▶ _AIM OF THE TASK_
From the entries below, report only the number of lines that contain the word "true".

━━━

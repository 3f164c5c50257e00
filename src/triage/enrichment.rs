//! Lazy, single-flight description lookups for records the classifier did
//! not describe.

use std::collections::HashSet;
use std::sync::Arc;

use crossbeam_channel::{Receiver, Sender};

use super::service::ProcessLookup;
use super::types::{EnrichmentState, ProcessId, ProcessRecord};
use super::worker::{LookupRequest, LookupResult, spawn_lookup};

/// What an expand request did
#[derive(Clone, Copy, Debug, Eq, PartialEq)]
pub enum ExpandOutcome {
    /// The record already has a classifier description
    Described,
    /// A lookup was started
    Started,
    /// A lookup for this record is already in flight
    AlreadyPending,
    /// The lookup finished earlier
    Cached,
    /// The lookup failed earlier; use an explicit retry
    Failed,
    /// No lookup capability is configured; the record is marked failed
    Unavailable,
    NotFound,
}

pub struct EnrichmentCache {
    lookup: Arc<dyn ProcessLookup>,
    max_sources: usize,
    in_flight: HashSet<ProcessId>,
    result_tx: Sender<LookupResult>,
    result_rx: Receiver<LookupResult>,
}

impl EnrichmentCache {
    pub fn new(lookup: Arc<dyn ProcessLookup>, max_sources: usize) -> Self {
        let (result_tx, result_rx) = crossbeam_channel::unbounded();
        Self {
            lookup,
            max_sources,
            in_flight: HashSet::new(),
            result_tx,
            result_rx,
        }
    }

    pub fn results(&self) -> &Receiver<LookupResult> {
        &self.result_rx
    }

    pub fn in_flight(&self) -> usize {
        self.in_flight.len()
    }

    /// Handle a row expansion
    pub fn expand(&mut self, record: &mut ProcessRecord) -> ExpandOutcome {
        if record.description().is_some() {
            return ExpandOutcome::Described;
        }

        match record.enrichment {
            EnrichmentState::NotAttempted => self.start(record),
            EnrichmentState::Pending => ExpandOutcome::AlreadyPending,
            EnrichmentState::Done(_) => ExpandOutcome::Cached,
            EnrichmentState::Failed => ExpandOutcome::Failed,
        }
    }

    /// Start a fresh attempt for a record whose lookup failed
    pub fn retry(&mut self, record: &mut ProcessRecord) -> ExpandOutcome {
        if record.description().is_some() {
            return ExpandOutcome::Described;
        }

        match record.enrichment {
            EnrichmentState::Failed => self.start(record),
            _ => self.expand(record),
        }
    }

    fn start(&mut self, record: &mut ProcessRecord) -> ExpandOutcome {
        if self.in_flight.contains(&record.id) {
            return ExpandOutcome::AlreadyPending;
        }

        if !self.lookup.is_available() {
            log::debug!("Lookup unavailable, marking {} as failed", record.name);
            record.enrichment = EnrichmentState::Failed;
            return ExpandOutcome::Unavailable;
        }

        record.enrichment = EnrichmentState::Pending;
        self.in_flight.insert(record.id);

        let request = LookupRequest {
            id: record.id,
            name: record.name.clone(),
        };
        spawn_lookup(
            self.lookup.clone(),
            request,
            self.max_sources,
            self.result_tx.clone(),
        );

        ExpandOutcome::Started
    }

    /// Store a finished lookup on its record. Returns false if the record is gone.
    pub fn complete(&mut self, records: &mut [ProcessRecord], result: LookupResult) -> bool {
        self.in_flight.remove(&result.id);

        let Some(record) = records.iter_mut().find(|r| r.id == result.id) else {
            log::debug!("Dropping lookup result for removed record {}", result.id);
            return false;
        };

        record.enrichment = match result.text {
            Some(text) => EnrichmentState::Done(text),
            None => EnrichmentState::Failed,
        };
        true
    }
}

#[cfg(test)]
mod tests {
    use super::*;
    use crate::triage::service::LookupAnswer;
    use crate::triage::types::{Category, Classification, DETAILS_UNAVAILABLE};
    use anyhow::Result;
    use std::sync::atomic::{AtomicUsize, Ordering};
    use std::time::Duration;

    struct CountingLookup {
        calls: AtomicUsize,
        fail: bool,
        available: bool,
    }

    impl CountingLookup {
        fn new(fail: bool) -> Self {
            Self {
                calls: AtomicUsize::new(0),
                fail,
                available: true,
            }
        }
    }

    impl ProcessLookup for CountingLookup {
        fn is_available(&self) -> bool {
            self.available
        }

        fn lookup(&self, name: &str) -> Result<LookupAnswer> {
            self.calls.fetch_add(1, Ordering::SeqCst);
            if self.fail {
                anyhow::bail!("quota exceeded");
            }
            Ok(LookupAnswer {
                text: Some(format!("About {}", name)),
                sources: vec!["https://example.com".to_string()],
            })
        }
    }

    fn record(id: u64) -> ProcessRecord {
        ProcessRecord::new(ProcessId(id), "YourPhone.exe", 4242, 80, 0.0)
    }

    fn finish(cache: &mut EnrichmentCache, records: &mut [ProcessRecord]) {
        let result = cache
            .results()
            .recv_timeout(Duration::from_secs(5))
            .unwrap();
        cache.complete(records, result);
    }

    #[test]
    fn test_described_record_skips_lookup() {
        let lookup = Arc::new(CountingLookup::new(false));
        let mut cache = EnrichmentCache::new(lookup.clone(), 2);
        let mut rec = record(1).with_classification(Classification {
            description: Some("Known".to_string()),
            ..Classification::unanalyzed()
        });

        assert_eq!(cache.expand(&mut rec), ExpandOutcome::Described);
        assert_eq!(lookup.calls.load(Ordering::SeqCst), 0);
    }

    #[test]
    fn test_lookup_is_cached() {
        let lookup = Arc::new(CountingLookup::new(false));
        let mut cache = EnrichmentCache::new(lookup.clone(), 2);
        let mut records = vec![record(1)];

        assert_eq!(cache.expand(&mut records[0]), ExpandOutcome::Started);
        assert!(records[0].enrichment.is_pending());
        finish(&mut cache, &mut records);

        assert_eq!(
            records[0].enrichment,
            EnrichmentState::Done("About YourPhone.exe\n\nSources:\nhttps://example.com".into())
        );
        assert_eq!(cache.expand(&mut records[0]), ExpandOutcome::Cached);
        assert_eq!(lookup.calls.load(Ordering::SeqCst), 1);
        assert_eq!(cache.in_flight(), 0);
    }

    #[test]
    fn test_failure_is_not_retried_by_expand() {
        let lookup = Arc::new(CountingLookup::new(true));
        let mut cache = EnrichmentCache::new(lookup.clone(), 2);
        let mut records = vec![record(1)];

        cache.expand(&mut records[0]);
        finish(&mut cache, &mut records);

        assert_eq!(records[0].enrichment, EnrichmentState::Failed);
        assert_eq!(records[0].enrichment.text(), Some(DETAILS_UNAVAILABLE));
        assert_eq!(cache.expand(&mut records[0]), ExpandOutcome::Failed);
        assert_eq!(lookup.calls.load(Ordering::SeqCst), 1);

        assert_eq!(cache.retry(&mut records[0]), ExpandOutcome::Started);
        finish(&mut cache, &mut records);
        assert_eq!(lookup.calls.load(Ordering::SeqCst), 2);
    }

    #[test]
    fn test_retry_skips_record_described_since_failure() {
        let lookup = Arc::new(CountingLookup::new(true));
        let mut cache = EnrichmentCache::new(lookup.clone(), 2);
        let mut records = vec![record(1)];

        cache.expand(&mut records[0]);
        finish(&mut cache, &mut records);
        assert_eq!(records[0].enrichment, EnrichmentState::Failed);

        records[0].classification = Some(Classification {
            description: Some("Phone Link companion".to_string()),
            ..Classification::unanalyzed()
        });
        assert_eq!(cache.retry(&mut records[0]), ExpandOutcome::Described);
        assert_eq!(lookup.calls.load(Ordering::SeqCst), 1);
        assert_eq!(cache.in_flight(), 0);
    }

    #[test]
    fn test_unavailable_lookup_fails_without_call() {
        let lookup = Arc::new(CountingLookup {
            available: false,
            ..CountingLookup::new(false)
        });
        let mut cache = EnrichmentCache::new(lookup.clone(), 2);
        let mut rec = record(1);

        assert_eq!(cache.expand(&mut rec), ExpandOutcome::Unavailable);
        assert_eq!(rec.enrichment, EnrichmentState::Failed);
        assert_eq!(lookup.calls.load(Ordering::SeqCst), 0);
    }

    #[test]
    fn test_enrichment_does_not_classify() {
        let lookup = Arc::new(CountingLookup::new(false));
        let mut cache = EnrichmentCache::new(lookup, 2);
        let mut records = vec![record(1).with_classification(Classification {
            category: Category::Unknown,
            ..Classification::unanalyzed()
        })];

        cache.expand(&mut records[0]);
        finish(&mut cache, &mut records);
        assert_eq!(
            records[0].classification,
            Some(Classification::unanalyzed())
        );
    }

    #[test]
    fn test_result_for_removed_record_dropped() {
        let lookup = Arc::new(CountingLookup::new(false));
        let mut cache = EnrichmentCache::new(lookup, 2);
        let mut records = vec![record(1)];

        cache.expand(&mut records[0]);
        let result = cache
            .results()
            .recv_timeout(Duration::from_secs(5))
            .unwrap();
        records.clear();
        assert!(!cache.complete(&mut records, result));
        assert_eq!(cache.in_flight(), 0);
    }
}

━━━

▶ _RESPONSE TO THE EXERCISE_
4